I'm not complaining in the larger sense. I know what I got into when I got back to work, took a promotion, and basically returned to business as usual as if I never had a child. (And my husband can be available to be with the Chicklette when I'm not, so I know she's in good hands.) I PURPOSELY did this -- I didn't want the men in my male-dominated environment (law firm) to think that I had gone "soft." I've killed myself to seem like I'm on top of it all of the time. I never complain. I never mention the baby unless I'm asked about her. I've totally set myself up. This is all my fault.
BUT. Just once, it would be nice if someone -- ANYONE -- like, remembered that I had a baby 9 months ago. And maybe said "thanks" for kicking my own ass to get things done. And spending nights away from my family. And never complaining. Except here.
And yes, my fault.
I miss my baby.
That is all.
:( It's tough being in a male dominated work environment! All of that travel is tough too, kid or no kid! I hope it gets better.
PS. love the halloween costume! You have to post a pic of her in it. Even if it is from behind :)

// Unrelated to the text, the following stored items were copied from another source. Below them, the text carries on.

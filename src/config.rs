//! Pipeline configuration.
//!
//! Every stage receives a [`PipelineConfig`] instead of reading fixed file
//! names, so stages can be pointed at a scratch directory in tests.

use config::{Config, Environment, File};
use serde::{Deserialize, Serialize};
use std::path::{Path, PathBuf};
use tracing::debug;
use validator::Validate;

use crate::error::Result;
use crate::utils::constants::{
    DEFAULT_FILLED_FILE, DEFAULT_FILTERED_FILE, DEFAULT_INPUT_FILE, DEFAULT_OUTPUT_DIR,
    DEFAULT_PREVIEW_ROWS, DEFAULT_REPORT_FILE, ENV_PREFIX,
};

#[derive(Debug, Clone, PartialEq, Serialize, Deserialize, Validate)]
pub struct PipelineConfig {
    /// Raw weather observations
    pub input_file: PathBuf,

    /// Derived table written by the feature deriver
    pub filtered_file: PathBuf,

    /// Imputed table written by the imputer
    pub filled_file: PathBuf,

    /// Directory for year breakdown tables
    pub output_dir: PathBuf,

    /// Analysis report destination
    #[serde(default)]
    pub report_file: Option<PathBuf>,

    #[validate(range(min = 1, max = 1000))]
    pub preview_rows: usize,
}

impl Default for PipelineConfig {
    fn default() -> Self {
        Self {
            input_file: PathBuf::from(DEFAULT_INPUT_FILE),
            filtered_file: PathBuf::from(DEFAULT_FILTERED_FILE),
            filled_file: PathBuf::from(DEFAULT_FILLED_FILE),
            output_dir: PathBuf::from(DEFAULT_OUTPUT_DIR),
            report_file: None,
            preview_rows: DEFAULT_PREVIEW_ROWS,
        }
    }
}

impl PipelineConfig {
    /// Load defaults, then an optional settings file, then `WEATHER_*`
    /// environment variables.
    pub fn load(settings_file: Option<&Path>) -> Result<Self> {
        let mut builder = Config::builder()
            .set_default("input_file", DEFAULT_INPUT_FILE)?
            .set_default("filtered_file", DEFAULT_FILTERED_FILE)?
            .set_default("filled_file", DEFAULT_FILLED_FILE)?
            .set_default("output_dir", DEFAULT_OUTPUT_DIR)?
            .set_default("preview_rows", DEFAULT_PREVIEW_ROWS as u64)?;

        if let Some(path) = settings_file {
            debug!("Reading settings from {}", path.display());
            builder = builder.add_source(File::from(path).required(true));
        }

        let config: PipelineConfig = builder
            .add_source(Environment::with_prefix(ENV_PREFIX))
            .build()?
            .try_deserialize()?;

        config.validated()
    }

    /// Re-check the field rules, e.g. after command line overrides
    pub fn validated(self) -> Result<Self> {
        self.validate()?;
        Ok(self)
    }

    /// Same file names as the defaults, rooted in `dir`
    pub fn in_dir(dir: &Path) -> Self {
        let defaults = Self::default();
        Self {
            input_file: dir.join(defaults.input_file),
            filtered_file: dir.join(defaults.filtered_file),
            filled_file: dir.join(defaults.filled_file),
            output_dir: dir.join(defaults.output_dir),
            report_file: Some(dir.join(DEFAULT_REPORT_FILE)),
            preview_rows: defaults.preview_rows,
        }
    }

    pub fn with_input_file(mut self, path: impl Into<PathBuf>) -> Self {
        self.input_file = path.into();
        self
    }

    pub fn with_filtered_file(mut self, path: impl Into<PathBuf>) -> Self {
        self.filtered_file = path.into();
        self
    }

    pub fn with_filled_file(mut self, path: impl Into<PathBuf>) -> Self {
        self.filled_file = path.into();
        self
    }

    pub fn with_report_file(mut self, path: impl Into<PathBuf>) -> Self {
        self.report_file = Some(path.into());
        self
    }

    pub fn with_preview_rows(mut self, rows: usize) -> Self {
        self.preview_rows = rows;
        self
    }

    pub fn report_path(&self) -> PathBuf {
        self.report_file
            .clone()
            .unwrap_or_else(|| PathBuf::from(DEFAULT_REPORT_FILE))
    }
}
//! Descriptive statistics over a fully populated numeric column.
//!
//! Conventions follow the usual dataframe defaults: sample (n - 1)
//! variance and covariance, linearly interpolated quantiles, and the
//! smallest value when several share the highest frequency.

use serde::Serialize;
use std::cmp::Ordering;

#[derive(Debug, Clone, PartialEq, Serialize)]
pub struct ColumnStatistics {
    pub variable: String,
    pub count: usize,
    pub mean: f64,
    pub median: f64,
    pub std_dev: f64,
    pub variance: f64,
    pub min: f64,
    pub max: f64,
    pub mode: Option<f64>,
    pub percentile_25: f64,
    pub percentile_75: f64,
}

impl ColumnStatistics {
    pub fn from_values(variable: impl Into<String>, values: &[f64]) -> Self {
        let mut sorted = values.to_vec();
        sorted.sort_by(f64::total_cmp);

        let variance = sample_variance(values);

        Self {
            variable: variable.into(),
            count: values.len(),
            mean: mean(values),
            median: quantile(&sorted, 0.5),
            std_dev: variance.sqrt(),
            variance,
            min: sorted.first().copied().unwrap_or(f64::NAN),
            max: sorted.last().copied().unwrap_or(f64::NAN),
            mode: mode(&sorted),
            percentile_25: quantile(&sorted, 0.25),
            percentile_75: quantile(&sorted, 0.75),
        }
    }
}

pub fn mean(values: &[f64]) -> f64 {
    if values.is_empty() {
        return f64::NAN;
    }
    values.iter().sum::<f64>() / values.len() as f64
}

/// NaN for fewer than two values
pub fn sample_variance(values: &[f64]) -> f64 {
    covariance(values, values)
}

/// Sample covariance of two equally long columns; NaN for fewer than two pairs
pub fn covariance(x: &[f64], y: &[f64]) -> f64 {
    let n = x.len().min(y.len());
    if n < 2 {
        return f64::NAN;
    }

    let mean_x = mean(&x[..n]);
    let mean_y = mean(&y[..n]);
    let sum: f64 = x[..n]
        .iter()
        .zip(&y[..n])
        .map(|(a, b)| (a - mean_x) * (b - mean_y))
        .sum();

    sum / (n - 1) as f64
}

/// Pearson correlation; NaN when either column is constant
pub fn correlation(x: &[f64], y: &[f64]) -> f64 {
    let n = x.len().min(y.len());
    let denominator = (sample_variance(&x[..n]) * sample_variance(&y[..n])).sqrt();
    if denominator == 0.0 {
        return f64::NAN;
    }
    covariance(x, y) / denominator
}

/// Linear interpolation between closest ranks. `sorted` must be ascending.
pub fn quantile(sorted: &[f64], q: f64) -> f64 {
    if sorted.is_empty() {
        return f64::NAN;
    }

    let position = q.clamp(0.0, 1.0) * (sorted.len() - 1) as f64;
    let lower = position.floor() as usize;
    let upper = position.ceil() as usize;
    let fraction = position - lower as f64;

    sorted[lower] + (sorted[upper] - sorted[lower]) * fraction
}

/// Most frequent value, smallest first on ties. `sorted` must be ascending.
pub fn mode(sorted: &[f64]) -> Option<f64> {
    let mut best: Option<(f64, usize)> = None;
    let mut index = 0;

    while index < sorted.len() {
        let value = sorted[index];
        let run = sorted[index..]
            .iter()
            .take_while(|v| v.total_cmp(&value) == Ordering::Equal)
            .count();

        if best.map_or(true, |(_, count)| run > count) {
            best = Some((value, run));
        }
        index += run;
    }

    best.map(|(value, _)| value)
}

Sorry sorry about that... Being surrounded by men who don't need to make family arrangements can be really tough - and traveling so much is a major downer too. Not only is it hard to do - but I know how hard it is to be away from your little one.
You are an amazing, awesome and kick a** career girl. Feel free to look for sympathy here!!! You deserve it.
Urgh, sorry you're having to juggle so much and without any recognition. I admire you for your attitude and dedication to your career and your family. I come from an extremely male dominated profession with a real macho team.... I have forged the way in my team for part time working, I'll be going back in January for two days a week. I know I'll be knocked for my apparent lack of commitment but find I don't much care much to my surprise since having my son.
It's great to see women at the too of their game careerwise and excellent mothers too (which from reading your blog I am sue you are too!).
I am so sorry. I know I'm lucky to have a flexible job that doesn't require much travel or late nights and probably shouldn't complain. But, I do. Especially when we're in our slow time which we are right now. Hope you'll be able to have some nice time at home before you have to leave again.
It's ok to let of some steam from time to time :)
Awwwww......so proud of you and so sorry at the same time. I have not gone back to work yet, but I see the same look/feeling on my husband's face every morning when he goes. Sounds like you are juggling it all very well, even if it doesn't feel like it to you. Salute!